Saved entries

*** Block opens ***

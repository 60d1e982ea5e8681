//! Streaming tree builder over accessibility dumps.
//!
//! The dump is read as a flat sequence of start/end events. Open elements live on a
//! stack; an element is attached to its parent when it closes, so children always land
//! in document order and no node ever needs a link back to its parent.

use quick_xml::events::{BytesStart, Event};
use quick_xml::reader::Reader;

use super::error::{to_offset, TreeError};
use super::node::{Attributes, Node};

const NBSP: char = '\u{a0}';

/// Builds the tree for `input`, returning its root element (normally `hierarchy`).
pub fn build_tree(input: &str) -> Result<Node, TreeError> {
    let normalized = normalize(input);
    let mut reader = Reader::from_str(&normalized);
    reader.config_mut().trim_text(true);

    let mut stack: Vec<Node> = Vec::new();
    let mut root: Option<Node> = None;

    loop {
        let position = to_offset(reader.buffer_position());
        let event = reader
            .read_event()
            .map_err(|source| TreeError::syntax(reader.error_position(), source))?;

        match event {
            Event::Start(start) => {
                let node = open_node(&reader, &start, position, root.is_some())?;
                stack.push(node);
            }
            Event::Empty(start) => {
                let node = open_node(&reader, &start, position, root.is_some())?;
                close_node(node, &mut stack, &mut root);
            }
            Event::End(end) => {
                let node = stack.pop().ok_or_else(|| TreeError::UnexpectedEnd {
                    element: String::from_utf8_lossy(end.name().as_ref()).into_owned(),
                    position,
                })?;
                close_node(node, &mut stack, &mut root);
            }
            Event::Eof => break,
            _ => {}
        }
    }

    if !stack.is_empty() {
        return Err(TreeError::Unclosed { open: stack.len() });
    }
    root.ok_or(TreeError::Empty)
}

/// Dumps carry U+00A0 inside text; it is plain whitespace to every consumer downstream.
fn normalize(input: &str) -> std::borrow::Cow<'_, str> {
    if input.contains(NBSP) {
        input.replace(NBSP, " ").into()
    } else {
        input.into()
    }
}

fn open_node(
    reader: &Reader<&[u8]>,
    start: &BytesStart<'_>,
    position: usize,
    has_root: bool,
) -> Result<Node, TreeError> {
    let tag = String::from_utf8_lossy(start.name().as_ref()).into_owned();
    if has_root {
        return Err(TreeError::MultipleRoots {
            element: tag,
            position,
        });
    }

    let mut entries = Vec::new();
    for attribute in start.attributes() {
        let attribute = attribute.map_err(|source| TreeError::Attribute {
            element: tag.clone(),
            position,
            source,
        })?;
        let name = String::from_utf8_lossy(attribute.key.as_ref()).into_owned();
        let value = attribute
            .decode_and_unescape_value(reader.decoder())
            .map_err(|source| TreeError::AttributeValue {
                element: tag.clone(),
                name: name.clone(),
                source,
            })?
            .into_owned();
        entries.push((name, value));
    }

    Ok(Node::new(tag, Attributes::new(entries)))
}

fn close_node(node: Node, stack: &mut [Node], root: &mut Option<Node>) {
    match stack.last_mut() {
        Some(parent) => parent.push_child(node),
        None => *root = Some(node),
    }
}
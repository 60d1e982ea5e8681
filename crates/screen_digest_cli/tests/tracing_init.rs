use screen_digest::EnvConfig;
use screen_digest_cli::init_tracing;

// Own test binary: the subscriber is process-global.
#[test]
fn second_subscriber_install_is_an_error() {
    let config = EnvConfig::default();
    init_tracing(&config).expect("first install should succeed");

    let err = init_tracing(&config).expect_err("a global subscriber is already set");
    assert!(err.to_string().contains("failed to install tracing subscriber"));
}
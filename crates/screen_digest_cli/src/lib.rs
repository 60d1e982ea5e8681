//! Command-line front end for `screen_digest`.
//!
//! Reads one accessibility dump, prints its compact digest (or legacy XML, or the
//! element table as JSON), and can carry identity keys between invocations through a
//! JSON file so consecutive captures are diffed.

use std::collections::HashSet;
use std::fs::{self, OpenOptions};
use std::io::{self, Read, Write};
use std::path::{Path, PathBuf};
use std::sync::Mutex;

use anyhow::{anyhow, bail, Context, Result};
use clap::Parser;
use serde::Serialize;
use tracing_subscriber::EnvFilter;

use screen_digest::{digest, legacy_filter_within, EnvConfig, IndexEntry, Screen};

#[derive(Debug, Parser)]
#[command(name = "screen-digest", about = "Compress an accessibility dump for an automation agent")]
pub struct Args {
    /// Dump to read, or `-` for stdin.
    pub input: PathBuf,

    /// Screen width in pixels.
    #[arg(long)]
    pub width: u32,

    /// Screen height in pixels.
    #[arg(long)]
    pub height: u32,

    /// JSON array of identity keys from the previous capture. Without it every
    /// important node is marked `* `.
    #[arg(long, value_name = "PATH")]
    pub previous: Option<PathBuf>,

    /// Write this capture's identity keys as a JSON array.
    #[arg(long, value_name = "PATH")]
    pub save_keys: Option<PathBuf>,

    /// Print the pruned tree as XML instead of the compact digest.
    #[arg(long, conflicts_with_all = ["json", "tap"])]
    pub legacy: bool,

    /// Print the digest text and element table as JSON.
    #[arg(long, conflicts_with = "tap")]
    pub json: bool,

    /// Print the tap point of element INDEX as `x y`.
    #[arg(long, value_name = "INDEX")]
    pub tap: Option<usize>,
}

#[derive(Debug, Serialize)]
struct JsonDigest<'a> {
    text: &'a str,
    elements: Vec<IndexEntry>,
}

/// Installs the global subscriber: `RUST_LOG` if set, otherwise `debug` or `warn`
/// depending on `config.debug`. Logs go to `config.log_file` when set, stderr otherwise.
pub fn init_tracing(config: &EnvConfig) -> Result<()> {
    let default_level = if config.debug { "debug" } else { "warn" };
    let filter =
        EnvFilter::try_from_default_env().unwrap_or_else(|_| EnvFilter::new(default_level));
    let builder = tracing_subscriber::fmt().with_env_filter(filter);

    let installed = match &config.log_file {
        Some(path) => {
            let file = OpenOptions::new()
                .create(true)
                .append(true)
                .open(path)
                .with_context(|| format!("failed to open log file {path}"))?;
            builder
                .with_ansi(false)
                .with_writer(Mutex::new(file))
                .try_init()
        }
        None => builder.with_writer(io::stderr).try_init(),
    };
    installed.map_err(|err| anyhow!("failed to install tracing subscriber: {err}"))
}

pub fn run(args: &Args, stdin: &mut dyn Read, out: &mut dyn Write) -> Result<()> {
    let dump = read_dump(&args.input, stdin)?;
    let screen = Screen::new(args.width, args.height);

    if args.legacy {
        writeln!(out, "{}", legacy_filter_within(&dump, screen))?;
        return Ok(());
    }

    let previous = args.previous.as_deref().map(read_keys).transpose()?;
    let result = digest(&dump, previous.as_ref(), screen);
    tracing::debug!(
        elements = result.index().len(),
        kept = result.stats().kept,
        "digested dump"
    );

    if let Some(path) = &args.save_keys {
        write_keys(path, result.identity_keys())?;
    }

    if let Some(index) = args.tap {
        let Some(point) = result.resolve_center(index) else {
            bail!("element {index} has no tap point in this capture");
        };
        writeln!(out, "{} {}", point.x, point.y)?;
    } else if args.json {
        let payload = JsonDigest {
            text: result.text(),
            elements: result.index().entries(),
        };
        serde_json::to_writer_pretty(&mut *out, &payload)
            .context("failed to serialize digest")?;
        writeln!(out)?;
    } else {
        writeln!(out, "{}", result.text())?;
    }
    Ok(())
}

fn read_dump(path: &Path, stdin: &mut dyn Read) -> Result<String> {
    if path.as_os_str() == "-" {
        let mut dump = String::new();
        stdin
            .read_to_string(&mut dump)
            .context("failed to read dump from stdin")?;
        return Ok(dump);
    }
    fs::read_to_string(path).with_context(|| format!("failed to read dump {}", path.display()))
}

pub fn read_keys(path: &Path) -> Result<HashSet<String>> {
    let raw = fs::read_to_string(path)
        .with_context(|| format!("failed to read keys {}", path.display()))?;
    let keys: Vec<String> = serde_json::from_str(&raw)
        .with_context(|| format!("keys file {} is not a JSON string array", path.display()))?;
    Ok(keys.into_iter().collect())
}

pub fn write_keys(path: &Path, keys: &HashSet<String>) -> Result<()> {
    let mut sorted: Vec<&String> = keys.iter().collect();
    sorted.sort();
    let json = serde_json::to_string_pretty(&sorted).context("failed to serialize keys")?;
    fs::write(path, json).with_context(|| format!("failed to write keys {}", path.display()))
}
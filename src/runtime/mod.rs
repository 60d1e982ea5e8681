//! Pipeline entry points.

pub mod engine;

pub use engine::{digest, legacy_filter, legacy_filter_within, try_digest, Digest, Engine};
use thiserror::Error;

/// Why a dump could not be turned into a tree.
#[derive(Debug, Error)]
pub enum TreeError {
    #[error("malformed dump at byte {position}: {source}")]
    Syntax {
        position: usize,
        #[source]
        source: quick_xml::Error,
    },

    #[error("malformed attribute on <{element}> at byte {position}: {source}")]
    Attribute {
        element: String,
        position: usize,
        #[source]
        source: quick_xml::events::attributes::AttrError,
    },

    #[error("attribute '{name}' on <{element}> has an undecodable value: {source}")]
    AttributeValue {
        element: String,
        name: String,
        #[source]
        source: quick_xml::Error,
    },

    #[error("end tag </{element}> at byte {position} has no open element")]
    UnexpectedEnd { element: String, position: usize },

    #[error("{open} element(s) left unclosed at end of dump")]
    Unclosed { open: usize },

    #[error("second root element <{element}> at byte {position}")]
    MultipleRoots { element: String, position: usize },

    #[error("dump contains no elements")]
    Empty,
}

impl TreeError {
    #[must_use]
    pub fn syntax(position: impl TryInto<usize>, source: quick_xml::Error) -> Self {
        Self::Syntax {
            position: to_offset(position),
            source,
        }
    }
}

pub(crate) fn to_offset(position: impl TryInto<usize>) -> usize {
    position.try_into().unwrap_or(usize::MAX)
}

*** Block closes ***

» **Problem description**: Beginning at the line that contains "#[derive(Debug, Error)]" and ending at the last line above, copy each line without any change.

» **Answer area**:
#[derive(Debug, Error)]
pub enum TreeError {
    #[error("malformed dump at byte {position}: {source}")]
    Syntax {
        position: usize,
        #[source]
        source: quick_xml::Error,
    },

    #[error("malformed attribute on <{element}> at byte {position}: {source}")]
    Attribute {
        element: String,
        position: usize,
        #[source]
        source: quick_xml::events::attributes::AttrError,
    },

    #[error("attribute '{name}' on <{element}> has an undecodable value: {source}")]
    AttributeValue {
        element: String,
        name: String,
        #[source]
        source: quick_xml::Error,
    },

    #[error("end tag </{element}> at byte {position} has no open element")]
    UnexpectedEnd { element: String, position: usize },

    #[error("{open} element(s) left unclosed at end of dump")]
    Unclosed { open: usize },

    #[error("second root element <{element}> at byte {position}")]
    MultipleRoots { element: String, position: usize },

    #[error("dump contains no elements")]
    Empty,
}

impl TreeError {
    #[must_use]
    pub fn syntax(position: impl TryInto<usize>, source: quick_xml::Error) -> Self {
        Self::Syntax {
            position: to_offset(position),
            source,
        }
    }
}

pub(crate) fn to_offset(position: impl TryInto<usize>) -> usize {
    position.try_into().unwrap_or(usize::MAX)
}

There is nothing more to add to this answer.